**Task description**
Search the entries below for the string "directory" and copy the lines that hold it.

[Data excerpts]
▶
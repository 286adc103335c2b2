//! Dataset name → download URL and local filename

use crate::config::{Config, DEFAULT_BASE_URL};
use crate::error::{Error, Result};
use crate::types::{BodyModel, DownloadTask, Gender};
use std::path::PathBuf;
use url::Url;

/// Datasets published per-dataset on the AMASS download server
pub const KNOWN_DATASETS: &[&str] = &[
    "ACCAD",
    "BMLhandball",
    "BMLmovi",
    "BMLrub",
    "CMU",
    "CNRS",
    "DanceDB",
    "DFaust",
    "EKUT",
    "EyesJapanDataset",
    "GRAB",
    "HDM05",
    "HUMAN4D",
    "HumanEva",
    "KIT",
    "MoSh",
    "PosePrior",
    "SFU",
    "SOMA",
    "SSM",
    "TCDHands",
    "TotalCapture",
    "Transitions",
    "WEIZMANN",
];

/// Server-side directory holding the per-dataset archives
const DATASET_FAMILY: &str = "amass_per_dataset";

/// Server-side download domain
const DOWNLOAD_DOMAIN: &str = "amass";

/// Archive extension of every dataset
pub const ARCHIVE_EXTENSION: &str = "tar.bz2";

/// Whether `name` is one of [`KNOWN_DATASETS`] (case-sensitive)
pub fn is_known_dataset(name: &str) -> bool {
    KNOWN_DATASETS.contains(&name)
}

/// Builds [`DownloadTask`]s for a download endpoint and output directory
#[derive(Clone, Debug)]
pub struct Resolver {
    base_url: String,
    output_dir: PathBuf,
}

impl Resolver {
    /// Resolver for the official download endpoint
    pub fn new(output_dir: impl Into<PathBuf>) -> Self {
        Self {
            base_url: DEFAULT_BASE_URL.to_string(),
            output_dir: output_dir.into(),
        }
    }

    /// Resolver for another endpoint (mirror or test server)
    pub fn with_base_url(base_url: impl Into<String>, output_dir: impl Into<PathBuf>) -> Self {
        Self {
            base_url: base_url.into(),
            output_dir: output_dir.into(),
        }
    }

    /// Resolver matching a validated configuration
    pub fn from_config(config: &Config) -> Self {
        Self::with_base_url(
            config.download_settings.base_url.clone(),
            config.download_settings.output_dir.clone(),
        )
    }

    /// Resolve one dataset
    ///
    /// Fails with [`Error::Config`] for datasets outside [`KNOWN_DATASETS`].
    /// Performs no I/O.
    pub fn resolve(
        &self,
        body_model: BodyModel,
        gender: Gender,
        dataset: &str,
    ) -> Result<DownloadTask> {
        if !is_known_dataset(dataset) {
            return Err(Error::config(
                format!("unknown dataset '{dataset}'"),
                "download_options.datasets",
            ));
        }

        let model = body_model.path_segment();
        let sfile = format!(
            "{DATASET_FAMILY}/{model}/{}/mosh_results/{dataset}.{ARCHIVE_EXTENSION}",
            gender.path_segment()
        );
        let mut remote_url = Url::parse(&self.base_url).map_err(|e| {
            Error::config(
                format!("invalid base URL '{}': {e}", self.base_url),
                "download_settings.base_url",
            )
        })?;
        // Parameters already on the base URL (mirror tokens) are kept in front
        let query = match remote_url.query().filter(|q| !q.is_empty()) {
            Some(existing) => {
                format!("{existing}&domain={DOWNLOAD_DOMAIN}&resume=1&sfile={sfile}")
            }
            None => format!("domain={DOWNLOAD_DOMAIN}&resume=1&sfile={sfile}"),
        };
        remote_url.set_query(Some(&query));

        let filename = format!("{dataset}_{model}_{gender}.{ARCHIVE_EXTENSION}");

        Ok(DownloadTask {
            dataset: dataset.to_string(),
            body_model,
            gender,
            remote_url,
            local_path: self.output_dir.join(filename),
            expected_min_size: None,
        })
    }

    /// Resolve every dataset of a configuration, in configuration order
    pub fn resolve_all(&self, config: &Config) -> Result<Vec<DownloadTask>> {
        let options = &config.download_options;
        options
            .datasets
            .iter()
            .map(|dataset| self.resolve(options.body_model, options.gender, dataset))
            .collect()
    }
}
//! Test configuration helpers: config files and cookie files pointing at a mock server

use amass_dl::Config;
use std::path::{Path, PathBuf};
use tempfile::TempDir;
use wiremock::MockServer;

/// Session cookie written by [`write_cookie_file`]
pub const SESSION_COOKIE: &str = "PHPSESSID=integration-session";

/// Path the mock server serves archives under
pub const DOWNLOAD_PATH: &str = "/download.php";

/// Workspace for one test: download directory, cookie file and config file
pub struct TestWorkspace {
    /// Keeps the directory alive for the duration of the test
    pub dir: TempDir,
    /// Path of the written `config.json`
    pub config_path: PathBuf,
}

impl TestWorkspace {
    /// Configured download directory
    pub fn output_dir(&self) -> PathBuf {
        self.dir.path().join("amass_data")
    }

    /// Load the written configuration through the public API
    pub fn load(&self) -> Config {
        Config::load(&self.config_path).unwrap()
    }
}

/// Write a Netscape-format cookie file holding [`SESSION_COOKIE`]
pub fn write_cookie_file(path: &Path) {
    let (name, value) = SESSION_COOKIE.split_once('=').unwrap();
    let content = format!(
        "# Netscape HTTP Cookie File\n\
         .is.tue.mpg.de\tTRUE\t/\tTRUE\t0\t{name}\t{value}\n"
    );
    std::fs::write(path, content).unwrap();
}

/// Create a workspace whose configuration downloads `datasets` from `server`
pub fn create_workspace(server: &MockServer, datasets: &[&str], max_workers: usize) -> TestWorkspace {
    let dir = tempfile::tempdir().unwrap();
    let cookie_file = dir.path().join("cookies.txt");
    write_cookie_file(&cookie_file);

    let config = serde_json::json!({
        "download_options": {
            "body_model": "SMPL-X",
            "gender": "neutral",
            "datasets": datasets,
        },
        "download_settings": {
            "output_dir": dir.path().join("amass_data"),
            "cookie_file": cookie_file,
            "max_retries": 2,
            "timeout": 10,
            "max_workers": max_workers,
            "base_url": format!("{}{DOWNLOAD_PATH}", server.uri()),
            "retry": { "initial_delay": 0, "max_delay": 0, "backoff_multiplier": 2.0, "jitter": false }
        }
    });

    let config_path = dir.path().join("config.json");
    std::fs::write(&config_path, serde_json::to_string_pretty(&config).unwrap()).unwrap();

    TestWorkspace { dir, config_path }
}
impl Downloader {
    /// Download one archive
    ///
    /// Never returns an error: every failure is captured in the returned
    /// result. At most `max_retries + 1` HTTP attempts are made; discarding a
    /// stale partial file does not count as a retry.
    pub async fn download(&self, task: DownloadTask) -> DownloadResult {
        let _active = self.stats.begin_task();

        let result = self.run_transfer(task).await;

        self.stats.record(&result);
        self.emit(Event::Finished {
            dataset: result.task.dataset.clone(),
            outcome: result.outcome,
            bytes_transferred: result.bytes_transferred,
            error: result.error_detail.as_ref().map(|d| d.message.clone()),
        });
        result
    }

    async fn run_transfer(&self, task: DownloadTask) -> DownloadResult {
        match self.is_complete_on_disk(&task).await {
            Ok(true) => {
                tracing::info!(
                    dataset = %task.dataset,
                    path = %task.local_path.display(),
                    "archive already present, skipping"
                );
                return DownloadResult::already_exists(task);
            }
            Ok(false) => {}
            Err(e) => {
                tracing::error!(dataset = %task.dataset, error = %e, "failed to inspect local archive");
                return DownloadResult::failed(task, &e, 0, 0);
            }
        }

        let partial = task.partial_path();
        let mut state = match file_len(&partial).await {
            Ok(Some(len)) if len > 0 => TransferState::PartiallyDownloaded(len),
            Ok(_) => TransferState::NotStarted,
            Err(e) => TransferState::Failed(e.into()),
        };

        let resume_from = match state {
            TransferState::PartiallyDownloaded(len) => {
                tracing::info!(dataset = %task.dataset, bytes = len, "resuming partial download");
                len
            }
            _ => 0,
        };
        self.emit(Event::Started {
            dataset: task.dataset.clone(),
            resume_from,
        });

        let mut backoff = Backoff::new(&self.config.retry);
        let mut attempts = 0u32;
        let mut retries = 0u32;
        let mut transferred = 0u64;

        loop {
            state = match state {
                TransferState::NotStarted
                | TransferState::PartiallyDownloaded(_)
                | TransferState::Retrying { .. } => {
                    if self.cancel.is_cancelled() {
                        TransferState::Failed(Error::Cancelled)
                    } else {
                        attempts += 1;
                        match self.attempt(&task, &mut transferred).await {
                            Ok(AttemptOutcome::Complete) => TransferState::Succeeded,
                            Ok(AttemptOutcome::Restart) => match discard_partial(&task).await {
                                Ok(()) => TransferState::NotStarted,
                                Err(e) => TransferState::Failed(e),
                            },
                            Err(e) if e.is_retryable() && retries < self.config.max_retries => {
                                retries += 1;
                                let delay = backoff.next_delay();
                                tracing::warn!(
                                    dataset = %task.dataset,
                                    attempt = attempts,
                                    max_attempts = self.config.max_retries + 1,
                                    delay_ms = delay.as_millis() as u64,
                                    error = %e,
                                    "transient failure, retrying"
                                );
                                self.emit(Event::Retrying {
                                    dataset: task.dataset.clone(),
                                    attempt: attempts,
                                    delay,
                                    error: e.to_string(),
                                });

                                tokio::select! {
                                    _ = tokio::time::sleep(delay) => TransferState::Retrying { attempt: attempts },
                                    _ = self.cancel.cancelled() => TransferState::Failed(Error::Cancelled),
                                }
                            }
                            Err(e) => TransferState::Failed(e),
                        }
                    }
                }
                TransferState::Succeeded => match tokio::fs::rename(&partial, &task.local_path).await
                {
                    Ok(()) => {
                        tracing::info!(
                            dataset = %task.dataset,
                            bytes = transferred,
                            attempts,
                            path = %task.local_path.display(),
                            "download complete"
                        );
                        return DownloadResult {
                            task,
                            outcome: Outcome::Success,
                            bytes_transferred: transferred,
                            attempts_used: attempts,
                            error_detail: None,
                        };
                    }
                    Err(e) => TransferState::Failed(e.into()),
                },
                TransferState::Failed(e) => {
                    match &e {
                        Error::Auth { status } => tracing::error!(
                            dataset = %task.dataset,
                            status,
                            "authentication rejected, refresh the cookie file"
                        ),
                        Error::Cancelled => {
                            tracing::info!(dataset = %task.dataset, "download cancelled")
                        }
                        _ => tracing::error!(
                            dataset = %task.dataset,
                            attempts,
                            error = %e,
                            "download failed"
                        ),
                    }
                    return DownloadResult::failed(task, &e, transferred, attempts);
                }
            };

            if let TransferState::Retrying { attempt } = state {
                tracing::debug!(dataset = %task.dataset, next_attempt = attempt + 1, "retry backoff elapsed");
            }
        }
    }

    /// Whether a complete archive is already at the final path
    ///
    /// A final file below `expected_min_size` is moved back to the partial path
    /// so the download resumes from it.
    async fn is_complete_on_disk(&self, task: &DownloadTask) -> Result<bool> {
        match file_len(&task.local_path).await? {
            Some(len) if len > 0 => match task.expected_min_size {
                Some(min) if len < min => {
                    tracing::warn!(
                        dataset = %task.dataset,
                        size = len,
                        expected_min = min,
                        "existing archive is smaller than expected, resuming it"
                    );
                    tokio::fs::rename(&task.local_path, task.partial_path()).await?;
                    Ok(false)
                }
                _ => Ok(true),
            },
            _ => Ok(false),
        }
    }

    /// One HTTP request, streaming the body into the partial file
    ///
    /// `transferred` accumulates bytes written even when the attempt fails.
    async fn attempt(&self, task: &DownloadTask, transferred: &mut u64) -> Result<AttemptOutcome> {
        let partial = task.partial_path();
        let offset = file_len(&partial).await?.unwrap_or(0);
        let timeout = self.config.timeout;

        let mut request = self.client.get(task.remote_url.clone());
        if let Some(cookies) = self.auth.cookie_header() {
            request = request.header(COOKIE, cookies);
        }
        if offset > 0 {
            request = request.header(RANGE, format!("bytes={offset}-"));
        }

        tracing::debug!(dataset = %task.dataset, url = %task.remote_url, offset, "sending request");

        let mut response = tokio::select! {
            biased;
            _ = self.cancel.cancelled() => return Err(Error::Cancelled),
            sent = tokio::time::timeout(timeout, request.send()) => {
                sent.map_err(|_| Error::Timeout {
                    operation: "response",
                    after: timeout,
                })??
            }
        };

        let status = response.status();
        let (start, total) = match status {
            StatusCode::UNAUTHORIZED | StatusCode::FORBIDDEN => {
                return Err(Error::Auth {
                    status: status.as_u16(),
                });
            }
            StatusCode::RANGE_NOT_SATISFIABLE if offset > 0 => {
                let total = content_range(response.headers()).and_then(|r| r.total);
                if total == Some(offset) {
                    tracing::debug!(dataset = %task.dataset, bytes = offset, "partial file already complete");
                    return Ok(AttemptOutcome::Complete);
                }
                tracing::warn!(
                    dataset = %task.dataset,
                    local = offset,
                    remote = ?total,
                    "partial file does not match the remote archive, restarting"
                );
                return Ok(AttemptOutcome::Restart);
            }
            StatusCode::PARTIAL_CONTENT => {
                let range = content_range(response.headers());
                let start = range.as_ref().and_then(|r| r.start).unwrap_or(offset);
                if start != offset {
                    if offset == 0 {
                        return Err(Error::HttpStatus {
                            status: status.as_u16(),
                        });
                    }
                    tracing::warn!(
                        dataset = %task.dataset,
                        requested = offset,
                        received = start,
                        "server resumed at a different offset, restarting"
                    );
                    return Ok(AttemptOutcome::Restart);
                }
                let total = range
                    .and_then(|r| r.total)
                    .or_else(|| response.content_length().map(|len| start + len));
                if let Some(total) = total
                    && total < offset
                {
                    tracing::warn!(
                        dataset = %task.dataset,
                        local = offset,
                        remote = total,
                        "partial file is larger than the remote archive, restarting"
                    );
                    return Ok(AttemptOutcome::Restart);
                }
                (start, total)
            }
            StatusCode::OK => {
                if offset > 0 {
                    tracing::info!(
                        dataset = %task.dataset,
                        discarded = offset,
                        "server ignored the range request, downloading from scratch"
                    );
                }
                (0, response.content_length())
            }
            other => {
                return Err(Error::HttpStatus {
                    status: other.as_u16(),
                });
            }
        };

        if let Some(parent) = partial.parent() {
            tokio::fs::create_dir_all(parent).await?;
        }
        let mut file = if start > 0 {
            tokio::fs::OpenOptions::new()
                .append(true)
                .open(&partial)
                .await?
        } else {
            tokio::fs::File::create(&partial).await?
        };

        let mut written = start;
        let mut last_event = written;
        self.emit(Event::Progress {
            dataset: task.dataset.clone(),
            downloaded: written,
            total,
        });

        loop {
            let chunk = tokio::select! {
                biased;
                _ = self.cancel.cancelled() => {
                    file.flush().await?;
                    return Err(Error::Cancelled);
                }
                next = tokio::time::timeout(timeout, response.chunk()) => {
                    next.map_err(|_| Error::Timeout { operation: "read", after: timeout })??
                }
            };
            let Some(chunk) = chunk else { break };

            file.write_all(&chunk).await?;
            let len = chunk.len() as u64;
            written += len;
            *transferred += len;
            self.stats.add_bytes(len);

            if written - last_event >= PROGRESS_EVENT_INTERVAL {
                last_event = written;
                self.emit(Event::Progress {
                    dataset: task.dataset.clone(),
                    downloaded: written,
                    total,
                });
            }
        }
        file.flush().await?;

        if let Some(total) = total
            && written < total
        {
            return Err(Error::Truncated {
                expected: total,
                received: written,
            });
        }

        self.emit(Event::Progress {
            dataset: task.dataset.clone(),
            downloaded: written,
            total,
        });
        Ok(AttemptOutcome::Complete)
    }
}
◀
**Solved exercise**
/// Server-side directory holding the per-dataset archives
/// Builds [`DownloadTask`]s for a download endpoint and output directory
/// Workspace for one test: download directory, cookie file and config file
    /// Keeps the directory alive for the duration of the test
    /// Configured download directory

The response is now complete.